INDIANAPOLIS – Massive uncertainty created by the chaotic Republican health care overhaul may cause health care premiums to skyrocket this coming year. According to reports today in the IndyStar, Indiana’s health insurers are struggling to set upcoming premiums, in large part because of the Administration’s attempts to withhold cost-sharing subsidies. While insurers insist that they could keep premiums low with more policy clarity, Hoosiers will blame any high rates on Republicans’ repeated attempts to break insurance markets.
WASHINGTON – Now that health insurance giant Anthem has started withdrawing from Obamacare health exchanges, is Indiana next?
Indianapolis-based Anthem announced Tuesday it won’t sell plans next year in Ohio, one of 14 states where it participates in the health exchanges created by the Affordable Care Act for people who don’t get coverage through an employer or government plan. More than 170,000 Hoosiers use Indiana’s exchange where Anthem is the largest player.
But the reasons the company cited for leaving Ohio’s market are national. Anthem blamed an “increasing lack of overall predictability” about the individual insurance market, which could radically change depending on actions taken by the Trump administration and Congress over the next few months.
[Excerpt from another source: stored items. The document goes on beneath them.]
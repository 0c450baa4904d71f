//! RPC clients for the SIP call process

pub mod sip_client;

pub use sip_client::JsonRpcSipClient;
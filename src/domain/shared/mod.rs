//! Shared kernel - errors and identifiers used across the SIP configuration contexts

pub mod error;
pub mod value_objects;

pub use error::{DomainError, Result};
pub use value_objects::*;
//! SIP trunk, dispatch rule and participant API handlers

use super::dto::{ApiResponse, HealthResponse, ListDispatchRulesQuery};
use super::error::ApiError;
use super::extract::ApiContext;
use crate::application::SipService;
use crate::domain::auth::ApiKeyAuthenticator;
use crate::domain::dispatch_rule::{CreateSipDispatchRuleRequest, SipDispatchRuleInfo};
use crate::domain::participant::{
    CreateSipParticipantRequest, ParticipantRequestOptions, SipParticipantInfo,
};
use crate::domain::sip_trunk::{
    CreateSipInboundTrunkRequest, CreateSipOutboundTrunkRequest, CreateSipTrunkRequest,
    SipInboundTrunkInfo, SipOutboundTrunkInfo, SipTrunkInfo,
};
use axum::{
    extract::{Path, Query, State},
    http::StatusCode,
    Json,
};
use std::sync::Arc;
use tracing::info;

/// Application state
#[derive(Clone)]
pub struct SipApiState {
    pub service: Arc<SipService>,
    pub authenticator: Arc<ApiKeyAuthenticator>,
    /// Node-level fields added to every outbound call request
    pub participant_options: ParticipantRequestOptions,
}

type ApiResult<T> = Result<Json<ApiResponse<T>>, ApiError>;
type ApiCreated<T> = Result<(StatusCode, Json<ApiResponse<T>>), ApiError>;

fn created<T>(data: T) -> ApiCreated<T> {
    Ok((StatusCode::CREATED, Json(ApiResponse::success(data))))
}

fn ok<T>(data: T) -> ApiResult<T> {
    Ok(Json(ApiResponse::success(data)))
}

/// Health check endpoint
pub async fn health_check(State(state): State<SipApiState>) -> Json<ApiResponse<HealthResponse>> {
    Json(ApiResponse::success(HealthResponse {
        status: "ok".to_string(),
        sip_configured: state.service.is_configured(),
    }))
}

/// Create a legacy combined trunk
pub async fn create_sip_trunk(
    State(state): State<SipApiState>,
    ApiContext(ctx): ApiContext,
    Json(req): Json<CreateSipTrunkRequest>,
) -> ApiCreated<SipTrunkInfo> {
    info!("API: Creating SIP trunk {:?}", req.name);
    created(state.service.create_sip_trunk(&ctx, req).await?)
}

pub async fn list_sip_trunk(
    State(state): State<SipApiState>,
    ApiContext(ctx): ApiContext,
) -> ApiResult<Vec<SipTrunkInfo>> {
    ok(state.service.list_sip_trunk(&ctx).await?)
}

pub async fn create_sip_inbound_trunk(
    State(state): State<SipApiState>,
    ApiContext(ctx): ApiContext,
    Json(req): Json<CreateSipInboundTrunkRequest>,
) -> ApiCreated<SipInboundTrunkInfo> {
    info!("API: Creating inbound SIP trunk");
    created(state.service.create_sip_inbound_trunk(&ctx, req).await?)
}

pub async fn list_sip_inbound_trunk(
    State(state): State<SipApiState>,
    ApiContext(ctx): ApiContext,
) -> ApiResult<Vec<SipInboundTrunkInfo>> {
    ok(state.service.list_sip_inbound_trunk(&ctx).await?)
}

pub async fn get_sip_inbound_trunk(
    State(state): State<SipApiState>,
    ApiContext(ctx): ApiContext,
    Path(id): Path<String>,
) -> ApiResult<SipInboundTrunkInfo> {
    ok(state.service.get_sip_inbound_trunk(&ctx, &id).await?)
}

pub async fn create_sip_outbound_trunk(
    State(state): State<SipApiState>,
    ApiContext(ctx): ApiContext,
    Json(req): Json<CreateSipOutboundTrunkRequest>,
) -> ApiCreated<SipOutboundTrunkInfo> {
    info!("API: Creating outbound SIP trunk");
    created(state.service.create_sip_outbound_trunk(&ctx, req).await?)
}

pub async fn list_sip_outbound_trunk(
    State(state): State<SipApiState>,
    ApiContext(ctx): ApiContext,
) -> ApiResult<Vec<SipOutboundTrunkInfo>> {
    ok(state.service.list_sip_outbound_trunk(&ctx).await?)
}

pub async fn get_sip_outbound_trunk(
    State(state): State<SipApiState>,
    ApiContext(ctx): ApiContext,
    Path(id): Path<String>,
) -> ApiResult<SipOutboundTrunkInfo> {
    ok(state.service.get_sip_outbound_trunk(&ctx, &id).await?)
}

/// Delete a trunk of any kind
pub async fn delete_sip_trunk(
    State(state): State<SipApiState>,
    ApiContext(ctx): ApiContext,
    Path(id): Path<String>,
) -> ApiResult<SipTrunkInfo> {
    info!("API: Deleting SIP trunk {}", id);
    ok(state.service.delete_sip_trunk(&ctx, &id).await?)
}

pub async fn create_sip_dispatch_rule(
    State(state): State<SipApiState>,
    ApiContext(ctx): ApiContext,
    Json(req): Json<CreateSipDispatchRuleRequest>,
) -> ApiCreated<SipDispatchRuleInfo> {
    info!("API: Creating SIP dispatch rule");
    created(state.service.create_sip_dispatch_rule(&ctx, req).await?)
}

/// List dispatch rules, optionally for one trunk (`?trunk_id=`)
pub async fn list_sip_dispatch_rule(
    State(state): State<SipApiState>,
    ApiContext(ctx): ApiContext,
    Query(query): Query<ListDispatchRulesQuery>,
) -> ApiResult<Vec<SipDispatchRuleInfo>> {
    ok(state
        .service
        .list_sip_dispatch_rule(&ctx, query.trunk_id.as_deref())
        .await?)
}

pub async fn delete_sip_dispatch_rule(
    State(state): State<SipApiState>,
    ApiContext(ctx): ApiContext,
    Path(id): Path<String>,
) -> ApiResult<SipDispatchRuleInfo> {
    info!("API: Deleting SIP dispatch rule {}", id);
    ok(state.service.delete_sip_dispatch_rule(&ctx, &id).await?)
}

/// Dial out and bring the callee into a room
pub async fn create_sip_participant(
    State(state): State<SipApiState>,
    ApiContext(ctx): ApiContext,
    Json(req): Json<CreateSipParticipantRequest>,
) -> ApiCreated<SipParticipantInfo> {
    info!(
        "API: Creating SIP participant in room {:?} via trunk {}",
        req.room_name, req.sip_trunk_id
    );
    let mut opts = state.participant_options.clone();
    if let Some(auth) = ctx.auth() {
        if opts.project_id.is_empty() {
            opts.project_id = auth.subject.clone();
        }
    }
    created(state.service.create_sip_participant(&ctx, req, &opts).await?)
}
//! Structured log fields passed explicitly through a request

use std::fmt;
use tracing::{error, info, warn};

/// Key/value pairs attached to every log line of one operation
#[derive(Debug, Clone, Default)]
pub struct LogContext {
    fields: Vec<(&'static str, String)>,
}

impl LogContext {
    pub fn new() -> Self {
        Self::default()
    }

    /// Add a field. Empty values are skipped.
    pub fn with(mut self, key: &'static str, value: impl fmt::Display) -> Self {
        let value = value.to_string();
        if !value.is_empty() {
            self.fields.push((key, value));
        }
        self
    }

    pub fn get(&self, key: &str) -> Option<&str> {
        self.fields
            .iter()
            .rev()
            .find(|(k, _)| *k == key)
            .map(|(_, v)| v.as_str())
    }

    pub fn info(&self, message: &str) {
        info!(fields = %self, "{}", message);
    }

    pub fn warn(&self, message: &str, err: &dyn fmt::Display) {
        warn!(fields = %self, error = %err, "{}", message);
    }

    pub fn error(&self, message: &str, err: &dyn fmt::Display) {
        error!(fields = %self, error = %err, "{}", message);
    }
}

impl fmt::Display for LogContext {
    fn fmt(&self, f: &mut fmt::Formatter<'_>) -> fmt::Result {
        for (i, (key, value)) in self.fields.iter().enumerate() {
            if i > 0 {
                f.write_str(" ")?;
            }
            write!(f, "{}={:?}", key, value)?;
        }
        Ok(())
    }
}
//! Infrastructure layer - Technical implementations
//!
//! This layer contains:
//! - SipStore implementations (in-memory, PostgreSQL)
//! - The JSON-RPC client for the SIP call process

pub mod persistence;
pub mod rpc;
//! Domain errors

use crate::domain::auth::AuthError;
use crate::domain::validation::ValidationError;
use std::time::Duration;
use thiserror::Error;

/// Domain result type
pub type Result<T> = std::result::Result<T, DomainError>;

#[derive(Error, Debug, Clone, PartialEq, Eq)]
pub enum DomainError {
    #[error("Unauthorized: {0}")]
    Unauthorized(#[from] AuthError),

    #[error("SIP store is not configured")]
    StoreUnavailable,

    #[error("Entity not found: {0}")]
    NotFound(String),

    #[error("Conflict: {0}")]
    Conflict(String),

    #[error("Invalid input: {0}")]
    InvalidInput(String),

    #[error("Remote call failed: {0}")]
    RemoteCall(String),

    #[error("Remote call timed out after {0:?}")]
    RemoteTimeout(Duration),

    #[error("Storage error: {0}")]
    Storage(String),

    #[error("Internal error: {0}")]
    Internal(String),
}

impl DomainError {
    /// Short machine-readable kind, used for metrics labels and API payloads
    pub fn kind(&self) -> &'static str {
        match self {
            DomainError::Unauthorized(_) => "unauthorized",
            DomainError::StoreUnavailable => "store_unavailable",
            DomainError::NotFound(_) => "not_found",
            DomainError::Conflict(_) => "conflict",
            DomainError::InvalidInput(_) => "invalid_input",
            DomainError::RemoteCall(_) => "remote_call",
            DomainError::RemoteTimeout(_) => "remote_timeout",
            DomainError::Storage(_) => "storage",
            DomainError::Internal(_) => "internal",
        }
    }
}

impl From<ValidationError> for DomainError {
    fn from(err: ValidationError) -> Self {
        if err.is_conflict() {
            DomainError::Conflict(err.to_string())
        } else {
            DomainError::InvalidInput(err.to_string())
        }
    }
}
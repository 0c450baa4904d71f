//! Application layer - Use cases and application services
//!
//! Orchestrates the domain validators, the configuration store and the SIP call peer.

pub mod log_context;
pub mod metrics;
pub mod sip_service;

pub use sip_service::{SipService, DEFAULT_PARTICIPANT_TIMEOUT};
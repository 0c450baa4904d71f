//! Interface layer - External interfaces
//!
//! HTTP API over the SIP configuration service.

pub mod api;
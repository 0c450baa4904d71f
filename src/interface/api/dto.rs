//! Request/response types for the HTTP API

use serde::{Deserialize, Serialize};

/// Envelope for every API response
#[derive(Debug, Serialize, Deserialize)]
pub struct ApiResponse<T> {
    pub success: bool,
    pub data: Option<T>,
    pub error: Option<String>,
}

impl<T> ApiResponse<T> {
    pub fn success(data: T) -> Self {
        Self {
            success: true,
            data: Some(data),
            error: None,
        }
    }

    pub fn error(message: String) -> Self {
        Self {
            success: false,
            data: None,
            error: Some(message),
        }
    }
}

/// Query parameters for listing dispatch rules
#[derive(Debug, Default, Deserialize)]
pub struct ListDispatchRulesQuery {
    /// Only rules that apply to this trunk
    pub trunk_id: Option<String>,
}

#[derive(Debug, Serialize, Deserialize)]
pub struct HealthResponse {
    pub status: String,
    pub sip_configured: bool,
}
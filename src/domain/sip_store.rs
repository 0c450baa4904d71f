//! Persistence port for trunks and dispatch rules

use crate::domain::dispatch_rule::SipDispatchRuleInfo;
use crate::domain::shared::Result;
use crate::domain::sip_trunk::{SipInboundTrunkInfo, SipOutboundTrunkInfo, SipTrunkInfo};
use async_trait::async_trait;

/// Storage for SIP configuration.
///
/// Every method is an independent round-trip; nothing spans a list and a later store.
/// Legacy trunks are visible through the inbound and outbound views as well.
#[cfg_attr(test, mockall::automock)]
#[async_trait]
pub trait SipStore: Send + Sync {
    /// All trunks, converted to the legacy combined form
    async fn list_sip_trunk(&self) -> Result<Vec<SipTrunkInfo>>;

    /// Inbound trunks plus the inbound view of legacy trunks
    async fn list_sip_inbound_trunk(&self) -> Result<Vec<SipInboundTrunkInfo>>;

    /// Outbound trunks plus the outbound view of legacy trunks
    async fn list_sip_outbound_trunk(&self) -> Result<Vec<SipOutboundTrunkInfo>>;

    async fn load_sip_inbound_trunk(&self, sip_trunk_id: &str)
        -> Result<Option<SipInboundTrunkInfo>>;

    async fn load_sip_outbound_trunk(
        &self,
        sip_trunk_id: &str,
    ) -> Result<Option<SipOutboundTrunkInfo>>;

    async fn store_sip_trunk(&self, info: &SipTrunkInfo) -> Result<()>;

    async fn store_sip_inbound_trunk(&self, info: &SipInboundTrunkInfo) -> Result<()>;

    async fn store_sip_outbound_trunk(&self, info: &SipOutboundTrunkInfo) -> Result<()>;

    /// Delete a trunk of any kind. Returns false if it did not exist.
    async fn delete_sip_trunk(&self, sip_trunk_id: &str) -> Result<bool>;

    async fn list_sip_dispatch_rule(&self) -> Result<Vec<SipDispatchRuleInfo>>;

    /// Rules that apply to the given trunk, including rules for all trunks
    async fn list_sip_dispatch_rule_by_trunk(
        &self,
        sip_trunk_id: &str,
    ) -> Result<Vec<SipDispatchRuleInfo>>;

    async fn load_sip_dispatch_rule(
        &self,
        sip_dispatch_rule_id: &str,
    ) -> Result<Option<SipDispatchRuleInfo>>;

    async fn store_sip_dispatch_rule(&self, info: &SipDispatchRuleInfo) -> Result<()>;

    /// Delete a rule. Takes the full rule so trunk indexes can be cleaned up.
    async fn delete_sip_dispatch_rule(&self, info: &SipDispatchRuleInfo) -> Result<()>;
}
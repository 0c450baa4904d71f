//! SIP configuration service
//!
//! Admin operations on trunks and dispatch rules follow the same order:
//! authorize, check the store, reject malformed input, validate the candidate
//! against everything already stored, and only then allocate an ID and commit.

use crate::application::log_context::LogContext;
use crate::application::metrics::{
    record_config_created, record_participant_request, record_validation_rejection,
};
use crate::domain::auth::PermissionChecker;
use crate::domain::context::RequestContext;
use crate::domain::dispatch_rule::{CreateSipDispatchRuleRequest, SipDispatchRuleInfo};
use crate::domain::participant::{
    CreateSipParticipantRequest, InternalCreateSipParticipantRequest, ParticipantRequestOptions,
    SipCallClient, SipParticipantInfo,
};
use crate::domain::shared::{
    print_id, DomainError, GuidGenerator, IdGenerator, IdPrefix, Result,
};
use crate::domain::sip_store::SipStore;
use crate::domain::sip_trunk::{
    CreateSipInboundTrunkRequest, CreateSipOutboundTrunkRequest, CreateSipTrunkRequest,
    SipInboundTrunkInfo, SipOutboundTrunkInfo, SipTrunkInfo,
};
use crate::domain::validation::{validate_dispatch_rules, validate_trunks, ValidationError};
use rand::seq::SliceRandom;
use std::sync::Arc;
use std::time::{Duration, Instant};
use tokio::sync::Mutex;

/// Used when the request carries no deadline
pub const DEFAULT_PARTICIPANT_TIMEOUT: Duration = Duration::from_secs(30);

pub struct SipService {
    store: Option<Arc<dyn SipStore>>,
    client: Arc<dyn SipCallClient>,
    permissions: Arc<dyn PermissionChecker>,
    ids: Arc<dyn IdGenerator>,
    participant_timeout: Duration,
    // Held from list to store so two creates cannot both pass validation
    inbound_trunk_lock: Mutex<()>,
    dispatch_rule_lock: Mutex<()>,
}

impl SipService {
    /// `store` may be absent when SIP is not configured; admin calls then fail
    /// with `StoreUnavailable`.
    pub fn new(
        store: Option<Arc<dyn SipStore>>,
        client: Arc<dyn SipCallClient>,
        permissions: Arc<dyn PermissionChecker>,
    ) -> Self {
        Self {
            store,
            client,
            permissions,
            ids: Arc::new(GuidGenerator),
            participant_timeout: DEFAULT_PARTICIPANT_TIMEOUT,
            inbound_trunk_lock: Mutex::new(()),
            dispatch_rule_lock: Mutex::new(()),
        }
    }

    pub fn with_id_generator(mut self, ids: Arc<dyn IdGenerator>) -> Self {
        self.ids = ids;
        self
    }

    pub fn with_participant_timeout(mut self, timeout: Duration) -> Self {
        self.participant_timeout = timeout;
        self
    }

    pub fn is_configured(&self) -> bool {
        self.store.is_some()
    }

    fn admin_store(&self, ctx: &RequestContext) -> Result<&Arc<dyn SipStore>> {
        self.permissions.ensure_sip_admin(ctx)?;
        self.store.as_ref().ok_or(DomainError::StoreUnavailable)
    }

    fn check(
        &self,
        result: std::result::Result<(), ValidationError>,
        kind: &'static str,
        log: &LogContext,
    ) -> Result<()> {
        result.map_err(|err| {
            record_validation_rejection(kind);
            log.warn("rejected SIP configuration", &err);
            DomainError::from(err)
        })
    }

    /// Create a trunk in the legacy combined form
    pub async fn create_sip_trunk(
        &self,
        ctx: &RequestContext,
        req: CreateSipTrunkRequest,
    ) -> Result<SipTrunkInfo> {
        let store = self.admin_store(ctx)?;
        if !req.inbound_numbers_regex.is_empty() {
            return Err(ValidationError::DeprecatedNumbersRegex.into());
        }

        let mut info = req.to_info();
        let log = LogContext::new().with("trunkName", &info.name);

        let _guard = self.inbound_trunk_lock.lock().await;
        let mut trunks = store.list_sip_inbound_trunk().await.map_err(|err| {
            log.error("cannot list SIP trunks", &err);
            err
        })?;
        trunks.push(info.as_inbound());
        self.check(validate_trunks(&trunks), "trunk", &log)?;

        info.sip_trunk_id = self.ids.generate(IdPrefix::SipTrunk);
        let log = log.with("sipTrunk", &info.sip_trunk_id);
        store.store_sip_trunk(&info).await.map_err(|err| {
            log.error("cannot store SIP trunk", &err);
            err
        })?;

        record_config_created("trunk");
        log.info("created SIP trunk");
        Ok(info)
    }

    pub async fn create_sip_inbound_trunk(
        &self,
        ctx: &RequestContext,
        req: CreateSipInboundTrunkRequest,
    ) -> Result<SipInboundTrunkInfo> {
        let store = self.admin_store(ctx)?;
        let mut info = req
            .trunk
            .ok_or_else(|| DomainError::InvalidInput("trunk info is required".to_string()))?;
        if !info.sip_trunk_id.is_empty() {
            return Err(DomainError::InvalidInput(
                "trunk ID must not be set".to_string(),
            ));
        }
        let log = LogContext::new().with("trunkName", &info.name);

        let _guard = self.inbound_trunk_lock.lock().await;
        let mut trunks = store.list_sip_inbound_trunk().await.map_err(|err| {
            log.error("cannot list SIP trunks", &err);
            err
        })?;
        trunks.push(info.clone());
        self.check(validate_trunks(&trunks), "inbound_trunk", &log)?;

        info.sip_trunk_id = self.ids.generate(IdPrefix::SipTrunk);
        let log = log.with("sipTrunk", &info.sip_trunk_id);
        store.store_sip_inbound_trunk(&info).await.map_err(|err| {
            log.error("cannot store SIP trunk", &err);
            err
        })?;

        record_config_created("inbound_trunk");
        log.info("created inbound SIP trunk");
        Ok(info)
    }

    /// Outbound trunks are not cross-validated; several may share a destination.
    pub async fn create_sip_outbound_trunk(
        &self,
        ctx: &RequestContext,
        req: CreateSipOutboundTrunkRequest,
    ) -> Result<SipOutboundTrunkInfo> {
        let store = self.admin_store(ctx)?;
        let mut info = req
            .trunk
            .ok_or_else(|| DomainError::InvalidInput("trunk info is required".to_string()))?;
        if !info.sip_trunk_id.is_empty() {
            return Err(DomainError::InvalidInput(
                "trunk ID must not be set".to_string(),
            ));
        }

        info.sip_trunk_id = self.ids.generate(IdPrefix::SipTrunk);
        let log = LogContext::new()
            .with("trunkName", &info.name)
            .with("sipTrunk", &info.sip_trunk_id);
        store.store_sip_outbound_trunk(&info).await.map_err(|err| {
            log.error("cannot store SIP trunk", &err);
            err
        })?;

        record_config_created("outbound_trunk");
        log.info("created outbound SIP trunk");
        Ok(info)
    }

    pub async fn get_sip_inbound_trunk(
        &self,
        ctx: &RequestContext,
        sip_trunk_id: &str,
    ) -> Result<SipInboundTrunkInfo> {
        let store = self.admin_store(ctx)?;
        store
            .load_sip_inbound_trunk(sip_trunk_id)
            .await?
            .ok_or_else(|| trunk_not_found(sip_trunk_id))
    }

    pub async fn get_sip_outbound_trunk(
        &self,
        ctx: &RequestContext,
        sip_trunk_id: &str,
    ) -> Result<SipOutboundTrunkInfo> {
        let store = self.admin_store(ctx)?;
        store
            .load_sip_outbound_trunk(sip_trunk_id)
            .await?
            .ok_or_else(|| trunk_not_found(sip_trunk_id))
    }

    pub async fn list_sip_trunk(&self, ctx: &RequestContext) -> Result<Vec<SipTrunkInfo>> {
        self.admin_store(ctx)?.list_sip_trunk().await
    }

    pub async fn list_sip_inbound_trunk(
        &self,
        ctx: &RequestContext,
    ) -> Result<Vec<SipInboundTrunkInfo>> {
        self.admin_store(ctx)?.list_sip_inbound_trunk().await
    }

    pub async fn list_sip_outbound_trunk(
        &self,
        ctx: &RequestContext,
    ) -> Result<Vec<SipOutboundTrunkInfo>> {
        self.admin_store(ctx)?.list_sip_outbound_trunk().await
    }

    /// Delete a trunk of any kind. Dispatch rules that name it are left alone.
    pub async fn delete_sip_trunk(
        &self,
        ctx: &RequestContext,
        sip_trunk_id: &str,
    ) -> Result<SipTrunkInfo> {
        let store = self.admin_store(ctx)?;
        if !store.delete_sip_trunk(sip_trunk_id).await? {
            return Err(trunk_not_found(sip_trunk_id));
        }
        LogContext::new()
            .with("sipTrunk", sip_trunk_id)
            .info("deleted SIP trunk");
        Ok(SipTrunkInfo {
            sip_trunk_id: sip_trunk_id.to_string(),
            ..Default::default()
        })
    }

    pub async fn create_sip_dispatch_rule(
        &self,
        ctx: &RequestContext,
        req: CreateSipDispatchRuleRequest,
    ) -> Result<SipDispatchRuleInfo> {
        let store = self.admin_store(ctx)?;
        let mut info = req.into_info();
        let log = LogContext::new()
            .with("ruleName", &info.name)
            .with("trunkIDs", info.trunk_ids.join(","));

        let _guard = self.dispatch_rule_lock.lock().await;
        let mut rules = store.list_sip_dispatch_rule().await.map_err(|err| {
            log.error("cannot list SIP dispatch rules", &err);
            err
        })?;
        rules.push(info.clone());
        self.check(validate_dispatch_rules(&rules), "dispatch_rule", &log)?;

        info.sip_dispatch_rule_id = self.ids.generate(IdPrefix::SipDispatchRule);
        let log = log.with("sipDispatchRule", &info.sip_dispatch_rule_id);
        store.store_sip_dispatch_rule(&info).await.map_err(|err| {
            log.error("cannot store SIP dispatch rule", &err);
            err
        })?;

        record_config_created("dispatch_rule");
        log.info("created SIP dispatch rule");
        Ok(info)
    }

    /// List rules, optionally only those that apply to one trunk
    pub async fn list_sip_dispatch_rule(
        &self,
        ctx: &RequestContext,
        sip_trunk_id: Option<&str>,
    ) -> Result<Vec<SipDispatchRuleInfo>> {
        let store = self.admin_store(ctx)?;
        match sip_trunk_id {
            Some(trunk) if !trunk.is_empty() => store.list_sip_dispatch_rule_by_trunk(trunk).await,
            _ => store.list_sip_dispatch_rule().await,
        }
    }

    /// Delete a rule, returning it as it was stored
    pub async fn delete_sip_dispatch_rule(
        &self,
        ctx: &RequestContext,
        sip_dispatch_rule_id: &str,
    ) -> Result<SipDispatchRuleInfo> {
        let store = self.admin_store(ctx)?;
        let info = store
            .load_sip_dispatch_rule(sip_dispatch_rule_id)
            .await?
            .ok_or_else(|| {
                DomainError::NotFound(format!(
                    "SIP dispatch rule {} not found",
                    sip_dispatch_rule_id
                ))
            })?;
        store.delete_sip_dispatch_rule(&info).await?;
        LogContext::new()
            .with("sipDispatchRule", sip_dispatch_rule_id)
            .info("deleted SIP dispatch rule");
        Ok(info)
    }

    /// Dial out and join the callee to a room.
    ///
    /// The remote call gets whatever is left of the request deadline, or the
    /// configured default when there is none.
    pub async fn create_sip_participant(
        &self,
        ctx: &RequestContext,
        req: CreateSipParticipantRequest,
        opts: &ParticipantRequestOptions,
    ) -> Result<SipParticipantInfo> {
        let log = LogContext::new()
            .with("room", &req.room_name)
            .with("sipTrunk", &req.sip_trunk_id)
            .with("toUser", &req.sip_call_to);
        let ireq = self
            .create_sip_participant_request(ctx, &req, opts)
            .await
            .map_err(|err| {
                log.error("cannot create SIP participant request", &err);
                err
            })?;

        let log = log
            .with("callID", &ireq.sip_call_id)
            .with("fromUser", &ireq.number)
            .with("toHost", &ireq.address);
        let sip_call_id = ireq.sip_call_id.clone();
        let room_name = ireq.room_name.clone();

        let timeout = ctx.remaining().unwrap_or(self.participant_timeout);
        let started = Instant::now();
        // Past the caller's deadline: the call must not be placed at all.
        let result = if timeout.is_zero() {
            Err(DomainError::RemoteTimeout(timeout))
        } else {
            tokio::time::timeout(timeout, self.client.create_sip_participant(ireq, timeout))
                .await
                .unwrap_or(Err(DomainError::RemoteTimeout(timeout)))
        };

        match result {
            Ok(resp) => {
                record_participant_request("success", started.elapsed());
                log.with("participant", &resp.participant_identity)
                    .info("SIP participant created");
                Ok(SipParticipantInfo {
                    participant_id: resp.participant_id,
                    participant_identity: resp.participant_identity,
                    room_name,
                    sip_call_id,
                })
            }
            Err(err) => {
                record_participant_request(err.kind(), started.elapsed());
                log.error("cannot create SIP participant", &err);
                Err(err)
            }
        }
    }

    /// Resolve an API request against its outbound trunk.
    ///
    /// A fresh call ID is allocated on every call, before the trunk lookup.
    pub async fn create_sip_participant_request(
        &self,
        ctx: &RequestContext,
        req: &CreateSipParticipantRequest,
        opts: &ParticipantRequestOptions,
    ) -> Result<InternalCreateSipParticipantRequest> {
        self.permissions.ensure_sip_call(ctx)?;
        let store = self.store.as_ref().ok_or(DomainError::StoreUnavailable)?;

        let call_id = self.ids.generate(IdPrefix::SipCall);
        let log = LogContext::new()
            .with("callID", &call_id)
            .with("room", &req.room_name)
            .with("sipTrunk", &req.sip_trunk_id)
            .with("toUser", &req.sip_call_to)
            .with("projectID", &opts.project_id);

        if req.sip_call_to.is_empty() {
            return Err(DomainError::InvalidInput(
                "sip_call_to is required".to_string(),
            ));
        }

        let trunk = store
            .load_sip_outbound_trunk(&req.sip_trunk_id)
            .await
            .map_err(|err| {
                log.error("cannot get trunk to update sip participant", &err);
                err
            })?
            .ok_or_else(|| trunk_not_found(&req.sip_trunk_id))?;

        let number = pick_number(req, &trunk)?;
        log.info("resolved SIP participant request");
        Ok(InternalCreateSipParticipantRequest::new(
            call_id, req, &trunk, number, opts,
        ))
    }
}

fn trunk_not_found(sip_trunk_id: &str) -> DomainError {
    DomainError::NotFound(format!("SIP trunk {} not found", print_id(sip_trunk_id)))
}

/// Calling number for an outbound call: the explicit one, else any trunk number
fn pick_number(req: &CreateSipParticipantRequest, trunk: &SipOutboundTrunkInfo) -> Result<String> {
    if !req.sip_number.is_empty() {
        return Ok(req.sip_number.clone());
    }
    let numbers: Vec<&String> = trunk.numbers.iter().filter(|n| !n.is_empty()).collect();
    numbers
        .choose(&mut rand::thread_rng())
        .map(|n| n.to_string())
        .ok_or_else(|| {
            DomainError::InvalidInput(format!(
                "no number specified and trunk {} has no numbers",
                trunk.sip_trunk_id
            ))
        })
}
The administration, for example, hasn’t decided whether to continue paying insurers about $7 billion a year to reduce co-payments and deductibles for about 7 million lower-income customers.
Insurers have estimated they will need to raise rates by up to 20 percent if the subsidies are eliminated.
Anthem CEO Joseph Swedish cited the political and regulatory uncertainty last month when commenting on the company’s ongoing discussions with state insurance agencies about its continued participation in the individual market. Speaking at the UBS Global Healthcare Conference, Swedish said Anthem would prefer not to withdraw “if we can get the math to work,” according to The New York Times.
Anthem is one of four insurers selling plans in Indiana’s market. Although the company sells the most plans on Indiana’s exchange, its withdrawal would not leave any county without a provider as long MDwise – the other insurer which offers plans in all 92 counties – remains. But MDwise CEO James Parker told Indiana Sen. Joe Donnelly, D-Ind., last month MDwise will be forced to either significantly increase premiums or stop offering plans if the cost-sharing subsidies stop.
The bill the House passed last month to repeal and replace Obamacare would end the cost-sharing subsidies and change the premium supports. In general, younger and richer people living in areas with lower costs would get more help than they do now in premium supports. Older, poorer people in areas with higher costs would get less assistance.
Although the premium supports — along with the overall fate of the narrowly-passed bill — remains uncertain as the Senate struggles to come up with its own version, the cost-sharing subsidies could be ended by the Trump administration.
House Republicans had sued the Obama administration to stop those payments, saying they hadn’t been approved by Congress. The Trump administration has delayed telling the federal court whether it will continue the Obama administration’s defense of them.
Trump, who said Tuesday Anthem’s decision is a sign that insurers are “fleeing and leaving” Obamacare, has wanted to use the subsidies as a bargaining chip to get Democrats to agree to rewrite the Affordable Care Act. But Democrats argue Republicans are undermining the stability of the market by their actions and that’s where voters will place the blame.